Porky pig masks might have achieved something.

Last year .


----------



## keybored (Oct 11, 2016)

Casually Red said:


> Aren't those silly masks made by 5 year old Asian children who work in little cages for 10p a day or something ?


Brazil...


----------



## free spirit (Oct 11, 2016)

19k saying they're going on that facebook event page, which isn't too shabby.

working that weekend, but fairplay for getting people off their arses to make some noise.


----------



## Matchbox (Oct 12, 2016)

You can make your own masks out of cardboard. See this:  This will hopefully be a peaceful and fun event as sound systems should be there. This will not be another boring left wing protest. It will be a charismatic carnival style protest where people will have fun as well as protest.


----------



## Jon-of-arc (Oct 12, 2016)

Not sure criticising anonymous for allegedly buying stuff made in a sweatshop is fair. 1, because it was disputed when the allegation was first made, and 2, because it's virtually impossible to live in this world and not own something that was produced in a factory with poor employment practices - phones, computers, clothes, are all well known common examples. 

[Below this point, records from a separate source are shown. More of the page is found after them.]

//! Core game module - states, events, and fundamental systems.
//!
//! This module provides the foundation that all other game systems build upon.

mod error;
mod events;
mod plugin;
mod rng;
mod states;
mod tween;

pub use error::DataLoadError;
pub use events::*;
pub use plugin::{enter_game, CorePlugin};
pub use rng::SimRng;
pub use states::*;
pub use tween::*;
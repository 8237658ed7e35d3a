//! Game state definitions that control the overall flow of the game.
//!
//! States determine which systems run at any given time. For example,
//! the wave spawner only runs in the InGame state, so reaching GameOver
//! stops new waves from appearing.

use bevy::prelude::*;

/// Main game states - controls overall game flow.
///
/// - Start in `Loading` to read agent and spawner data files
/// - Enter `InGame` once data is in place
/// - `GameOver` when the player runs out of lives
#[derive(States, Debug, Clone, Copy, Eq, PartialEq, Hash, Default)]
pub enum GameState {
    /// Initial state - loading data files
    #[default]
    Loading,
    /// Active simulation
    InGame,
    /// Player is out of lives
    GameOver,
}
//! Agent AI behavior systems.
//!
//! Patrol -> Tracking when perception acquires a target, Tracking ->
//! AttackBegin once in range, AttackBegin -> Attacking on the wind-up cue,
//! and back to Tracking or Patrol when the attack animation completes.
//! Losing the target at any point drops the agent back to Patrol on the
//! next perception cycle.

use bevy::prelude::*;
use bevy_rapier3d::prelude::*;

use super::animation::{AttackComplete, AttackCue, DeathCue, WindUpComplete};
use super::attack::{resolve_strike, Strike};
use super::components::*;
use super::perception::{scan, Eye, VisionCone};
use crate::combat::{DamageEvent, DamageTaken, Dead, DeathEvent, Health};
use crate::core::{smooth_damp_angle, SimRng};
use crate::navigation::{NavAgent, NavArea};
use crate::physics::{RapierSpatialQuery, TARGET_LAYER};

/// Patrolling agents pick a new destination once this close to the current one.
pub const PATROL_REPATH_DISTANCE: f32 = 1.0;

/// Pursuit half of a perception cycle.
///
/// With a live target the agent (re)paths to it, switching to pursuit
/// speed if it was patrolling. Without one the stale reference is cleared
/// and the agent falls back to Patrol at patrol speed. Returns `true` when
/// the agent is patrolling and should scan for a new target.
pub fn pursue_or_patrol(
    state: &mut AgentState,
    target: &mut AgentTarget,
    target_position: Option<Vec3>,
    stats: &AgentStats,
    nav: &mut NavAgent,
) -> bool {
    if let Some(position) = target_position {
        if *state == AgentState::Patrol {
            *state = AgentState::Tracking;
            nav.speed = stats.run_speed;
        }

        nav.set_destination(position);
        return false;
    }

    target.0 = None;

    if *state != AgentState::Patrol {
        *state = AgentState::Patrol;
        nav.speed = stats.patrol_speed;
    }

    true
}

/// Tracking -> AttackBegin when within attack distance. Pauses navigation.
pub fn try_begin_attack(
    state: &mut AgentState,
    distance: f32,
    profile: &AttackProfile,
    nav: &mut NavAgent,
) -> bool {
    if *state != AgentState::Tracking || distance > profile.attack_distance() {
        return false;
    }

    *state = AgentState::AttackBegin;
    nav.is_stopped = true;
    true
}

/// AttackBegin -> Attacking. Starts a fresh attack cycle.
pub fn enable_attack(state: &mut AgentState, cycle: &mut AttackCycle) -> bool {
    if *state != AgentState::AttackBegin {
        return false;
    }

    *state = AgentState::Attacking;
    cycle.struck.clear();
    true
}

/// End of the attack animation: resume navigation and go back to
/// Tracking if the target still lives, Patrol otherwise.
pub fn disable_attack(
    state: &mut AgentState,
    has_target: bool,
    stats: &AgentStats,
    nav: &mut NavAgent,
) {
    if has_target {
        *state = AgentState::Tracking;
        nav.speed = stats.run_speed;
    } else {
        *state = AgentState::Patrol;
        nav.speed = stats.patrol_speed;
    }

    nav.is_stopped = false;
}

/// Yaw (around +Y) that makes an entity's forward (-Z) point along `direction`.
pub fn yaw_toward(direction: Vec3) -> f32 {
    (-direction.x).atan2(-direction.z)
}

/// Position of `entity` if it is a living damageable target.
fn living_position(
    targets: &Query<(&Transform, &Health), Without<Agent>>,
    entity: Entity,
) -> Option<Vec3> {
    targets
        .get(entity)
        .ok()
        .filter(|(_, health)| !health.is_dead())
        .map(|(transform, _)| transform.translation)
}

/// Recurring perception task: validate the target, steer, and scan.
pub fn perception_cycle(
    time: Res<Time>,
    area: Res<NavArea>,
    mut rng: ResMut<SimRng>,
    rapier_context: Query<&RapierContext>,
    targets: Query<(&Transform, &Health), Without<Agent>>,
    mut agents: Query<
        (
            Entity,
            &Transform,
            &AgentStats,
            &Senses,
            &mut AgentState,
            &mut AgentTarget,
            &mut NavAgent,
            &mut PerceptionTimer,
        ),
        (With<Agent>, Without<Dead>),
    >,
) {
    let world = rapier_context.get_single().ok().map(RapierSpatialQuery::new);

    for (entity, transform, stats, senses, mut state, mut target, mut nav, mut timer) in
        agents.iter_mut()
    {
        timer.0.tick(time.delta());
        if !timer.0.just_finished() {
            continue;
        }

        let target_position = target.0.and_then(|e| living_position(&targets, e));
        let previous = *state;

        let patrolling = pursue_or_patrol(&mut state, &mut target, target_position, stats, &mut nav);
        if *state != previous {
            debug!("{:?}: {:?} -> {:?}", entity, previous, *state);
        }

        if !patrolling {
            continue;
        }

        if nav.remaining_distance() <= nav.stopping_distance + PATROL_REPATH_DISTANCE {
            let destination = area.random_point(transform.translation, stats.patrol_radius, &mut rng.0);
            nav.set_destination(destination);
        }

        let Some(world) = world.as_ref() else {
            continue;
        };

        let eye = Eye {
            position: senses.eye_position(transform),
            forward: transform.forward().as_vec3(),
        };
        let cone = VisionCone {
            field_of_view: senses.field_of_view,
            view_distance: senses.view_distance,
        };

        target.0 = scan(world, entity, eye, cone, TARGET_LAYER, |candidate| {
            living_position(&targets, candidate)
        });

        if let Some(found) = target.0 {
            debug!("{:?} spotted {:?}", entity, found);
        }
    }
}

/// Start attacking once a tracked target is within reach.
pub fn check_attack_range(
    targets: Query<(&Transform, &Health), Without<Agent>>,
    mut agents: Query<
        (Entity, &Transform, &AttackProfile, &AgentTarget, &mut AgentState, &mut NavAgent),
        (With<Agent>, Without<Dead>),
    >,
    mut cues: EventWriter<AttackCue>,
) {
    for (entity, transform, profile, target, mut state, mut nav) in agents.iter_mut() {
        if *state != AgentState::Tracking {
            continue;
        }

        // Stale targets are left for the next perception cycle to clear
        let Some(target_position) = target.0.and_then(|e| living_position(&targets, e)) else {
            continue;
        };

        let distance = transform.translation.distance(target_position);
        if try_begin_attack(&mut state, distance, profile, &mut nav) {
            debug!("{:?}: Tracking -> AttackBegin", entity);
            cues.send(AttackCue { agent: entity });
        }
    }
}

/// Wind-up finished: the swing goes live.
pub fn on_wind_up_complete(
    mut events: EventReader<WindUpComplete>,
    mut agents: Query<(&mut AgentState, &mut AttackCycle), (With<Agent>, Without<Dead>)>,
) {
    for event in events.read() {
        let Ok((mut state, mut cycle)) = agents.get_mut(event.agent) else {
            continue;
        };

        if enable_attack(&mut state, &mut cycle) {
            debug!("{:?}: AttackBegin -> Attacking", event.agent);
        }
    }
}

/// Attack animation finished: resume pursuit or patrol.
pub fn on_attack_complete(
    mut events: EventReader<AttackComplete>,
    targets: Query<(&Transform, &Health), Without<Agent>>,
    mut agents: Query<
        (&mut AgentState, &AgentTarget, &AgentStats, &mut NavAgent),
        (With<Agent>, Without<Dead>),
    >,
) {
    for event in events.read() {
        let Ok((mut state, target, stats, mut nav)) = agents.get_mut(event.agent) else {
            continue;
        };

        let has_target = target.0.and_then(|e| living_position(&targets, e)).is_some();
        disable_attack(&mut state, has_target, stats, &mut nav);
        debug!("{:?}: attack finished -> {:?}", event.agent, *state);
    }
}

/// Smoothly turn engaged agents toward their target.
pub fn face_target(
    time: Res<Time>,
    targets: Query<(&Transform, &Health), Without<Agent>>,
    mut agents: Query<
        (&mut Transform, &AgentState, &AgentTarget, &mut TurnSmoothing),
        (With<Agent>, Without<Dead>),
    >,
) {
    let dt = time.delta_secs();

    for (mut transform, state, target, mut smoothing) in agents.iter_mut() {
        if !state.is_engaged() {
            continue;
        }

        let Some(target_position) = target.0.and_then(|e| living_position(&targets, e)) else {
            continue;
        };

        let to_target = target_position - transform.translation;
        if Vec2::new(to_target.x, to_target.z).length_squared() <= f32::EPSILON {
            continue;
        }

        let current_yaw = transform.rotation.to_euler(EulerRot::YXZ).0;
        let TurnSmoothing { smooth_time, velocity } = &mut *smoothing;
        let yaw = smooth_damp_angle(current_yaw, yaw_toward(to_target), velocity, *smooth_time, dt);

        transform.rotation = Quat::from_rotation_y(yaw);
    }
}

/// Sweep the attack volume of every attacking agent.
pub fn resolve_attacks(
    time: Res<Time>,
    rapier_context: Query<&RapierContext>,
    damageable: Query<&Health>,
    mut agents: Query<
        (
            Entity,
            &Transform,
            &AgentState,
            &AgentStats,
            &AttackProfile,
            &NavAgent,
            &mut AttackCycle,
        ),
        (With<Agent>, Without<Dead>),
    >,
    mut damage_events: EventWriter<DamageEvent>,
) {
    let Ok(context) = rapier_context.get_single() else {
        return;
    };
    let world = RapierSpatialQuery::new(context);
    let dt = time.delta_secs();

    for (entity, transform, state, stats, profile, nav, mut cycle) in agents.iter_mut() {
        if *state != AgentState::Attacking {
            continue;
        }

        let strike = Strike {
            attacker: entity,
            origin: profile.root(transform),
            direction: transform.forward().as_vec3(),
            radius: profile.radius,
            distance: Strike::sweep_distance(nav.velocity().length(), dt),
            damage: stats.damage,
            layers: TARGET_LAYER,
        };

        let hit = resolve_strike(
            &world,
            &strike,
            &mut cycle.struck,
            |candidate| damageable.contains(candidate),
            |event| {
                damage_events.send(event);
            },
        );

        if let Some(victim) = hit {
            debug!("{:?} struck {:?} for {}", entity, victim, stats.damage);
        }
    }
}

/// Agents hit while idle turn on whoever hurt them.
pub fn retaliate(
    mut damage_taken: EventReader<DamageTaken>,
    targets: Query<(&Transform, &Health), Without<Agent>>,
    mut agents: Query<&mut AgentTarget, (With<Agent>, Without<Dead>)>,
) {
    for hit in damage_taken.read() {
        let Ok(mut target) = agents.get_mut(hit.target) else {
            continue;
        };

        if target.0.is_none() && living_position(&targets, hit.source).is_some() {
            target.0 = Some(hit.source);
        }
    }
}

/// Shut an agent down when it dies.
///
/// Stops the perception task, drops the collider out of queries, halts
/// navigation, and plays the death animation. Corpse removal and scoring
/// are handled by the death listeners registered at spawn.
pub fn handle_agent_death(
    mut commands: Commands,
    mut deaths: EventReader<DeathEvent>,
    mut agents: Query<(&mut NavAgent, &AgentType), With<Agent>>,
    mut cues: EventWriter<DeathCue>,
) {
    for death in deaths.read() {
        let Ok((mut nav, agent_type)) = agents.get_mut(death.entity) else {
            continue;
        };

        match death.killed_by {
            Some(killer) => info!("{} {:?} killed by {:?}", agent_type.0, death.entity, killer),
            None => info!("{} {:?} died", agent_type.0, death.entity),
        }

        nav.is_stopped = true;
        nav.enabled = false;

        commands
            .entity(death.entity)
            .remove::<PerceptionTimer>()
            .insert(ColliderDisabled);

        cues.send(DeathCue { agent: death.entity });
    }
}
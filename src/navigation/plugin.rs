//! Navigation plugin - moves agents along their paths.

use bevy::prelude::*;

use super::agent::{NavAgent, NavArea};

/// Path following runs in this set, after AI has issued its commands.
#[derive(SystemSet, Debug, Clone, PartialEq, Eq, Hash)]
pub struct NavigationSet;

/// Navigation plugin - owns the walkable area and the steering system.
pub struct NavigationPlugin;

impl Plugin for NavigationPlugin {
    fn build(&self, app: &mut App) {
        app.init_resource::<NavArea>()
            .add_systems(Update, follow_paths.in_set(NavigationSet));
    }
}

/// Move every enabled agent toward its destination and turn it to face
/// the direction of travel.
pub fn follow_paths(
    time: Res<Time>,
    area: Res<NavArea>,
    mut query: Query<(&mut Transform, &mut NavAgent)>,
) {
    let dt = time.delta_secs();

    for (mut transform, mut agent) in query.iter_mut() {
        if !agent.enabled {
            continue;
        }

        let step = agent.steer(transform.translation, dt);
        if step == Vec3::ZERO {
            continue;
        }

        let next = area.clamp(transform.translation + step);
        transform.translation = Vec3::new(next.x, transform.translation.y, next.z);

        // Face the direction of travel (rotate around Y axis)
        let heading = agent.velocity();
        if heading.length_squared() > 1e-6 {
            let look_target = transform.translation + Vec3::new(heading.x, 0.0, heading.z);
            transform.look_at(look_target, Vec3::Y);
        }
    }
}
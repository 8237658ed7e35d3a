//! Player-related components.

use bevy::prelude::*;

/// Marker component for the player entity.
#[derive(Component)]
pub struct Player;

/// Extra lives left. Dying with zero lives left ends the game.
#[derive(Component, Debug, Clone, Copy, PartialEq, Eq)]
pub struct Lives(pub u32);

/// Counts down to the player's respawn.
#[derive(Component)]
pub struct RespawnTimer(pub Timer);

/// Player tuning.
#[derive(Resource, Clone, Debug)]
pub struct PlayerConfig {
    pub max_health: f32,
    /// Lives at game start
    pub lives: u32,
    /// Seconds between death and respawn
    pub respawn_delay: f32,
    /// Respawn point is picked within this distance of the death position
    pub respawn_radius: f32,
    /// Capsule collider half height and radius
    pub half_height: f32,
    pub radius: f32,
}

impl Default for PlayerConfig {
    fn default() -> Self {
        Self {
            max_health: 100.0,
            lives: 3,
            respawn_delay: 3.0,
            respawn_radius: 30.0,
            half_height: 0.5,
            radius: 0.4,
        }
    }
}
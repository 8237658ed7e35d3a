//! Melee attack resolution - one sphere sweep per fixed tick.

use std::collections::HashSet;

use bevy::prelude::*;
use bevy_rapier3d::prelude::Group;

use crate::core::DamageEvent;
use crate::physics::SpatialQuery;

/// One tick's worth of swing.
#[derive(Debug, Clone, Copy)]
pub struct Strike {
    pub attacker: Entity,
    /// Sweep start (the attack root)
    pub origin: Vec3,
    pub direction: Vec3,
    pub radius: f32,
    /// Length of the sweep this tick
    pub distance: f32,
    pub damage: f32,
    pub layers: Group,
}

impl Strike {
    /// Sweep length for an attacker moving at `speed` over a tick of `dt` seconds.
    pub fn sweep_distance(speed: f32, dt: f32) -> f32 {
        speed * dt
    }
}

/// Sweep the strike volume and damage at most one new target.
///
/// Hits are visited nearest first. Entities already struck this cycle and
/// entities `is_damageable` rejects are skipped; the first remaining hit
/// gets a `DamageEvent` (through `apply`), joins `struck`, and ends the
/// tick. Returns the entity that was hit.
pub fn resolve_strike<Q, D, A>(
    world: &Q,
    strike: &Strike,
    struck: &mut HashSet<Entity>,
    is_damageable: D,
    mut apply: A,
) -> Option<Entity>
where
    Q: SpatialQuery + ?Sized,
    D: Fn(Entity) -> bool,
    A: FnMut(DamageEvent),
{
    let hits = world.sweep_sphere(
        strike.origin,
        strike.radius,
        strike.direction,
        strike.distance,
        strike.layers,
    );

    for hit in hits {
        if hit.entity == strike.attacker || struck.contains(&hit.entity) || !is_damageable(hit.entity) {
            continue;
        }

        // Overlapping at the start of the sweep has no meaningful contact point
        let hit_point = if hit.distance <= 0.0 {
            strike.origin
        } else {
            hit.point
        };

        apply(DamageEvent {
            target: hit.entity,
            source: strike.attacker,
            amount: strike.damage,
            hit_point,
            hit_normal: hit.normal,
        });
        struck.insert(hit.entity);

        return Some(hit.entity);
    }

    None
}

Anonymous are far from above criticism, but I think these marches attracting crowds less likely to be seen on demos than the usual lefty things are definitely a good thing.


----------



## krtek a houby (Oct 12, 2016)

Plenty of suitable masks to chose from


----------



## Ho Chi Ming (Oct 13, 2016)

Bit wanky innit?


----------



## bimble (Oct 13, 2016)

krtek a houby said:


> Plenty of suitable masks to chose from


That's properly sinister.


----------



## keybored (Oct 13, 2016)

Matchbox said:


> You can make your own masks out of cardboard. See this:...



Thanks. How'd I do?


----------



## cantsin (Oct 13, 2016)

keybored said:


> Thanks. How'd I do?



has a touch of the Sadam H about it


----------



## DotCommunist (Oct 13, 2016)

bit of a ming the merciless vibe going on as well


----------



## Ho Chi Ming (Oct 13, 2016)

How very dare you!


----------



## Ho Chi Ming (Oct 13, 2016)

This could become the best thread ever.


----------



## keybored (Oct 13, 2016)

Not sure I can make the 5th, it's always a bit nippy and I'm afraid of fireworks so I'll probably stay indoors and DDoS the RIAA website again.


----------



## Matchbox (Oct 15, 2016)

The BBC did a good article on Anonymous and the Million Mask March last year. Read this: Million Mask March: What are Anonymous' demands? - BBC News


----------



## Ho Chi Ming (Oct 15, 2016)

Do people really want to throw their political lot in with the gunpowder plot?
Do people, many of whom are fearful of their online security, feel any kinship with hackers?
Do people see wearing silly masks as effective protest?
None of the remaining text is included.